The MAEE’s consultation and inventory exercise revealed a demand for a framework that will preserve players’ diversity and enable them to align their action with shared priorities. These priorities are four in number.

1. Priority for emerging countries, the countries of Eastern Europe and the Mediterranean, and Africa

Emerging countries are now at the heart of global growth, in Asia, South America, North Africa and the Middle East, and the rest of Africa: in recent years they have seen growth rates of 6% to 10% and more. For companies from all over the world, and especially for the French ones, they offer two opportunities:

  • locations to produce for expanding local markets or export;
  • destinations for French exports of the capital goods and infrastructure these countries urgently need to sustain their growth.

The ability to meet the demand for qualified labour is consequently a major asset for French companies.

2. Priority for teaching intermediate skills

The emerging countries, with rare exceptions, educate all their young people to the end of secondary school and a significant number at university. However, vocational education is often inadequate and suffers from low prestige. Furthermore, these countries are faced with the inappropriate content and insufficient number of existing higher vocational courses, particularly those designed to teach intermediate skills that require scientific and technical knowledge, and management and team-leading capacities.
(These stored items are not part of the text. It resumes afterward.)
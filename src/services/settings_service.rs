use std::path::PathBuf;
use std::sync::RwLock;

use tracing::{info, warn};

use crate::error::{AppError, AppResult};
use crate::models::settings::AppSettings;

pub const WEBHOOK_URL_ENV: &str = "TEAMHUB_DISCORD_WEBHOOK_URL";
const MAX_NOTIFICATION_ATTEMPTS: u32 = 10;

#[derive(Debug, Default, Clone)]
pub struct SettingsUpdateInput {
    pub active_task_capacity: Option<u32>,
    pub overdue_critical_count: Option<u32>,
    pub discord_webhook_url: Option<Option<String>>,
    pub notification_max_attempts: Option<u32>,
    pub reports_dir: Option<String>,
}

/// YAML-backed settings with an in-memory cache. The cache holds the file
/// contents only; the webhook env override is applied on read and never
/// persisted.
pub struct SettingsService {
    path: PathBuf,
    cache: RwLock<Option<AppSettings>>,
}

impl SettingsService {
    pub fn new(path: impl Into<PathBuf>) -> Self {
        Self {
            path: path.into(),
            cache: RwLock::new(None),
        }
    }

    pub fn get(&self) -> AppResult<AppSettings> {
        let settings = apply_env_override(self.stored()?);
        validate_settings(&settings)?;
        Ok(settings)
    }

    fn stored(&self) -> AppResult<AppSettings> {
        if let Ok(guard) = self.cache.read() {
            if let Some(settings) = guard.as_ref() {
                return Ok(settings.clone());
            }
        }

        let settings = self.load_settings_from_file()?;
        if let Ok(mut guard) = self.cache.write() {
            *guard = Some(settings.clone());
        }
        Ok(settings)
    }

    pub fn update(&self, input: SettingsUpdateInput) -> AppResult<AppSettings> {
        let mut current = self.stored()?;

        if let Some(capacity) = input.active_task_capacity {
            current.active_task_capacity = capacity;
        }

        if let Some(count) = input.overdue_critical_count {
            current.overdue_critical_count = count;
        }

        if let Some(attempts) = input.notification_max_attempts {
            current.notification_max_attempts = attempts;
        }

        if let Some(dir) = input.reports_dir {
            current.reports_dir = dir.trim().to_string();
        }

        match input.discord_webhook_url {
            None => {}
            Some(None) => current.discord_webhook_url = None,
            Some(Some(url)) => current.discord_webhook_url = Some(url.trim().to_string()),
        }

        validate_settings(&current)?;
        self.persist(&current)?;

        if let Ok(mut guard) = self.cache.write() {
            *guard = Some(current.clone());
        }

        Ok(apply_env_override(current))
    }

    fn persist(&self, settings: &AppSettings) -> AppResult<()> {
        if let Some(parent) = self.path.parent() {
            if !parent.as_os_str().is_empty() {
                std::fs::create_dir_all(parent)?;
            }
        }
        let yaml = serde_yaml::to_string(settings)?;
        std::fs::write(&self.path, yaml)?;
        info!(target: "app::settings", path = %self.path.display(), "settings saved");
        Ok(())
    }

    fn load_settings_from_file(&self) -> AppResult<AppSettings> {
        let settings = if self.path.exists() {
            let raw = std::fs::read_to_string(&self.path)?;
            if raw.trim().is_empty() {
                AppSettings::default()
            } else {
                serde_yaml::from_str(&raw)?
            }
        } else {
            warn!(
                target: "app::settings",
                path = %self.path.display(),
                "settings file missing, using defaults"
            );
            AppSettings::default()
        };

        validate_settings(&settings)?;

        info!(
            target: "app::settings",
            capacity = settings.active_task_capacity,
            overdue_critical = settings.overdue_critical_count,
            webhook_from_env = env_webhook_url().is_some(),
            webhook = %settings
                .discord_webhook_url
                .as_deref()
                .map(mask_webhook_url)
                .unwrap_or_else(|| "<none>".to_string()),
            "settings loaded"
        );

        Ok(settings)
    }
}

fn env_webhook_url() -> Option<String> {
    std::env::var(WEBHOOK_URL_ENV)
        .ok()
        .map(|url| url.trim().to_string())
        .filter(|url| !url.is_empty())
}

/// Returns `settings` with the webhook taken from the environment when set.
fn apply_env_override(mut settings: AppSettings) -> AppSettings {
    if let Some(url) = env_webhook_url() {
        settings.discord_webhook_url = Some(url);
    }
    settings
}

pub fn validate_settings(settings: &AppSettings) -> AppResult<()> {
    if settings.active_task_capacity == 0 {
        return Err(AppError::config("active_task_capacity must be at least 1"));
    }

    if settings.overdue_critical_count == 0 {
        return Err(AppError::config("overdue_critical_count must be at least 1"));
    }

    if !(1..=MAX_NOTIFICATION_ATTEMPTS).contains(&settings.notification_max_attempts) {
        return Err(AppError::config(format!(
            "notification_max_attempts must be between 1 and {MAX_NOTIFICATION_ATTEMPTS}"
        )));
    }

    if settings.reports_dir.trim().is_empty() {
        return Err(AppError::config("reports_dir cannot be empty"));
    }

    if let Some(url) = settings.discord_webhook_url.as_deref() {
        if !(url.starts_with("https://") || url.starts_with("http://")) {
            return Err(AppError::config("discord_webhook_url must be an http(s) URL"));
        }
    }

    Ok(())
}

/// Hides the webhook token, which is the last path segment.
pub fn mask_webhook_url(url: &str) -> String {
    match url.rsplit_once('/') {
        Some((prefix, token)) if !token.is_empty() => {
            let chars: Vec<char> = token.chars().collect();
            if chars.len() <= 4 {
                return format!("{prefix}/{}", "*".repeat(chars.len()));
            }
            let visible: String = chars[chars.len() - 4..].iter().collect();
            format!("{prefix}/{}{}", "*".repeat(chars.len() - 4), visible)
        }
        _ => url.to_string(),
    }
}
pub mod digest_service;
pub mod export_service;
pub mod productivity_score_service;
pub mod settings_service;
pub mod snapshot_service;
pub mod team_overview_service;
pub mod workload_service;
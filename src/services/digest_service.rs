use std::sync::Arc;
use std::time::Duration as StdDuration;

use async_trait::async_trait;
use reqwest::StatusCode;
use serde_json::json;
use tracing::{debug, info, warn};
use uuid::Uuid;

use crate::error::{AppError, AppResult};
use crate::models::analytics::TeamOverview;
use crate::models::settings::AppSettings;
use crate::models::workload::WorkloadRiskLevel;
use crate::utils::retry::{retry_with_backoff, BackoffPolicy};

const DEFAULT_HTTP_TIMEOUT_SECS: u64 = 10;
/// Discord rejects message content longer than this.
const DISCORD_CONTENT_LIMIT: usize = 2000;
const TOP_MEMBERS_IN_DIGEST: usize = 3;

/// Destination for the rendered team digest.
#[async_trait]
pub trait DigestNotifier: Send + Sync {
    async fn send(&self, content: &str) -> AppResult<()>;
}

pub struct DiscordWebhookNotifier {
    client: reqwest::Client,
    webhook_url: String,
}

impl DiscordWebhookNotifier {
    pub fn new(webhook_url: impl Into<String>) -> AppResult<Self> {
        Self::with_timeout(webhook_url, StdDuration::from_secs(DEFAULT_HTTP_TIMEOUT_SECS))
    }

    pub fn with_timeout(webhook_url: impl Into<String>, timeout: StdDuration) -> AppResult<Self> {
        let client = reqwest::Client::builder()
            .timeout(timeout)
            .build()
            .map_err(|err| AppError::other(format!("failed to build webhook client: {err}")))?;

        Ok(Self {
            client,
            webhook_url: webhook_url.into(),
        })
    }
}

/// Maps a non-success webhook status onto an error and whether it is worth retrying.
pub fn map_webhook_status(status: StatusCode) -> AppError {
    let retryable = status == StatusCode::TOO_MANY_REQUESTS || status.is_server_error();
    AppError::notification(
        format!("webhook responded with {}", status.as_u16()),
        Some(status.as_u16()),
        retryable,
    )
}

#[async_trait]
impl DigestNotifier for DiscordWebhookNotifier {
    async fn send(&self, content: &str) -> AppResult<()> {
        let response = self
            .client
            .post(&self.webhook_url)
            .json(&json!({ "content": content }))
            .send()
            .await
            .map_err(|err| {
                AppError::notification(format!("webhook request failed: {err}"), None, true)
            })?;

        let status = response.status();
        if status.is_success() {
            return Ok(());
        }

        Err(map_webhook_status(status))
    }
}

/// Renders the digest posted to the team channel.
pub fn render_digest(overview: &TeamOverview) -> String {
    let totals = &overview.totals;
    let mut lines = vec![
        "**Team workload digest**".to_string(),
        format!(
            "{} members · {} active · {} overdue · avg productivity {}",
            totals.members, totals.active_tasks, totals.overdue_tasks, totals.average_productivity_score
        ),
    ];

    let top: Vec<_> = overview
        .ranked_by_productivity()
        .into_iter()
        .filter(|member| member.productivity.has_completions())
        .take(TOP_MEMBERS_IN_DIGEST)
        .collect();
    if !top.is_empty() {
        lines.push(String::new());
        lines.push("Top productivity:".to_string());
        for (index, member) in top.iter().enumerate() {
            lines.push(format!(
                "{}. {} ({}; {}% on time)",
                index + 1,
                member.user_name(),
                member.productivity.productivity_score,
                member.productivity.on_time_completion_rate
            ));
        }
    }

    let at_risk = overview.members_at_risk();
    if !at_risk.is_empty() {
        lines.push(String::new());
        lines.push("Needs attention:".to_string());
        for member in at_risk {
            let marker = match member.risk_level {
                WorkloadRiskLevel::Critical => "🔴",
                _ => "🟡",
            };
            lines.push(format!(
                "{marker} {}: {} active, {} overdue",
                member.user_name(),
                member.workload.active_tasks,
                member.workload.overdue_tasks
            ));
        }
    }

    truncate_content(lines.join("\n"), DISCORD_CONTENT_LIMIT)
}

fn truncate_content(content: String, limit: usize) -> String {
    if content.chars().count() <= limit {
        return content;
    }
    let mut truncated: String = content.chars().take(limit.saturating_sub(1)).collect();
    truncated.push('…');
    truncated
}

/// Best-effort publication of the team digest.
pub struct DigestService {
    notifier: Option<Arc<dyn DigestNotifier>>,
    policy: BackoffPolicy,
}

impl DigestService {
    pub fn new(notifier: Option<Arc<dyn DigestNotifier>>, policy: BackoffPolicy) -> Self {
        Self { notifier, policy }
    }

    pub fn from_settings(settings: &AppSettings) -> AppResult<Self> {
        let policy = BackoffPolicy::new(
            settings.notification_max_attempts,
            StdDuration::from_millis(settings.notification_initial_delay_ms),
        );

        let notifier = match settings.discord_webhook_url.as_deref() {
            Some(url) => Some(Arc::new(DiscordWebhookNotifier::new(url)?) as Arc<dyn DigestNotifier>),
            None => None,
        };

        Ok(Self::new(notifier, policy))
    }

    pub fn is_configured(&self) -> bool {
        self.notifier.is_some()
    }

    /// Returns `Ok(false)` when no destination is configured.
    pub async fn publish(&self, overview: &TeamOverview) -> AppResult<bool> {
        let Some(notifier) = self.notifier.as_ref() else {
            debug!(target: "app::notify", "no digest destination configured");
            return Ok(false);
        };

        let correlation_id = Uuid::new_v4().to_string();
        let content = render_digest(overview);

        let result = retry_with_backoff(self.policy, "digest.publish", |_| {
            let notifier = Arc::clone(notifier);
            let content = content.clone();
            async move { notifier.send(&content).await }
        })
        .await;

        match result {
            Ok(()) => {
                info!(
                    target: "app::notify",
                    correlation_id = %correlation_id,
                    members = overview.totals.members,
                    "team digest published"
                );
                Ok(true)
            }
            Err(err) => {
                warn!(
                    target: "app::notify",
                    correlation_id = %correlation_id,
                    error = %err,
                    "team digest not delivered"
                );
                Err(err)
            }
        }
    }
}

#[cfg(test)]
mod tests {
    use super::*;

    #[test]
    fn rate_limits_and_server_errors_are_retryable() {
        assert!(map_webhook_status(StatusCode::TOO_MANY_REQUESTS).is_retryable());
        assert!(map_webhook_status(StatusCode::BAD_GATEWAY).is_retryable());
        assert!(!map_webhook_status(StatusCode::NOT_FOUND).is_retryable());
        assert!(!map_webhook_status(StatusCode::BAD_REQUEST).is_retryable());
    }

    #[test]
    fn long_content_is_truncated() {
        let content = "x".repeat(2500);
        let truncated = truncate_content(content, DISCORD_CONTENT_LIMIT);
        assert_eq!(truncated.chars().count(), DISCORD_CONTENT_LIMIT);
        assert!(truncated.ends_with('…'));
    }
}
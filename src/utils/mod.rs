pub mod logger;
pub mod retry;
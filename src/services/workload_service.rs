use chrono::{DateTime, Utc};
use tracing::debug;

use crate::models::task::{TaskRecord, UserRef};
use crate::models::workload::WorkloadSummary;

/// Counts one member's assigned tasks by state, priority and difficulty.
///
/// `now` decides which open tasks are overdue. Tasks assigned to other
/// users, or to nobody, are ignored.
pub fn compute_workload(
    user_id: &str,
    user_name: &str,
    tasks: &[TaskRecord],
    now: &DateTime<Utc>,
) -> WorkloadSummary {
    let mut summary = WorkloadSummary::empty(user_id, user_name);

    for task in tasks.iter().filter(|task| task.is_assigned_to(user_id)) {
        summary.total_tasks += 1;

        if task.status.is_completed() {
            summary.completed_tasks += 1;
        } else {
            summary.active_tasks += 1;
        }

        if task.is_overdue_at(now) {
            summary.overdue_tasks += 1;
        }

        summary.by_status.record(task.status);
        summary.by_priority.record(task.priority);
        summary.by_difficulty.record(task.effective_difficulty());
    }

    debug!(
        target: "app::scoring",
        user_id,
        total = summary.total_tasks,
        active = summary.active_tasks,
        overdue = summary.overdue_tasks,
        "workload computed"
    );

    summary
}

/// One summary per roster entry, in roster order.
pub fn compute_all_workloads(
    users: &[UserRef],
    tasks: &[TaskRecord],
    now: &DateTime<Utc>,
) -> Vec<WorkloadSummary> {
    users
        .iter()
        .map(|user| compute_workload(&user.id, &user.display_name, tasks, now))
        .collect()
}
use std::collections::HashSet;
use std::path::Path;

use tracing::{debug, info};

use crate::error::{AppError, AppResult};
use crate::models::snapshot::RosterSnapshot;

/// Reads a roster snapshot exported from the hosted tables.
pub fn load_snapshot(path: &Path) -> AppResult<RosterSnapshot> {
    if !path.exists() {
        return Err(AppError::not_found());
    }

    let raw = std::fs::read_to_string(path)?;
    let snapshot = parse_snapshot(&raw)?;

    info!(
        target: "app::snapshot",
        path = %path.display(),
        users = snapshot.users.len(),
        tasks = snapshot.tasks.len(),
        "snapshot loaded"
    );

    Ok(snapshot)
}

pub fn parse_snapshot(raw: &str) -> AppResult<RosterSnapshot> {
    let snapshot: RosterSnapshot = serde_json::from_str(raw)?;
    validate_snapshot(&snapshot)?;
    Ok(snapshot)
}

/// Rejects rosters that list the same user twice.
pub fn validate_snapshot(snapshot: &RosterSnapshot) -> AppResult<()> {
    let mut seen = HashSet::new();
    for user in &snapshot.users {
        if user.id.trim().is_empty() {
            return Err(AppError::validation("roster entry has an empty user id"));
        }
        if !seen.insert(user.id.as_str()) {
            return Err(AppError::validation(format!(
                "duplicate roster entry: {}",
                user.id
            )));
        }
    }

    let orphaned = snapshot.orphaned_task_count();
    if orphaned > 0 {
        debug!(target: "app::snapshot", orphaned, "tasks not assigned to a rostered user");
    }

    Ok(())
}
The MAEE’s consultation exercise confirmed the existence of strong demand for development cooperation in higher vocational education.

Illust: Students at the (...), 160.5 kb, 450x300
Students at the Algerian Higher School of Business. ©MAEE/Frédéric de La Mure.

3. Priority for local courses

In the emerging countries, courses in intermediate skills can only be designed for local teaching for at least two reasons:

  • extent of demand, from tens or even hundreds of thousands of students;
  • closeness to companies, both for skill acquisition and for opportunities for practical internships and the integration of courses with vocational integration.

4. Priority for constructing national certification frameworks

Many countries have begun the work of designing national certification frameworks. Certification has two functions:

  • social recognition for the holder, a testimonial of knowledge and know-how from a recognized competent authority;
  • an economic function of organizing the labour market by “signalling” competencies sought by companies. National certification is essential in order to unify recognized skills for a unified geographical area.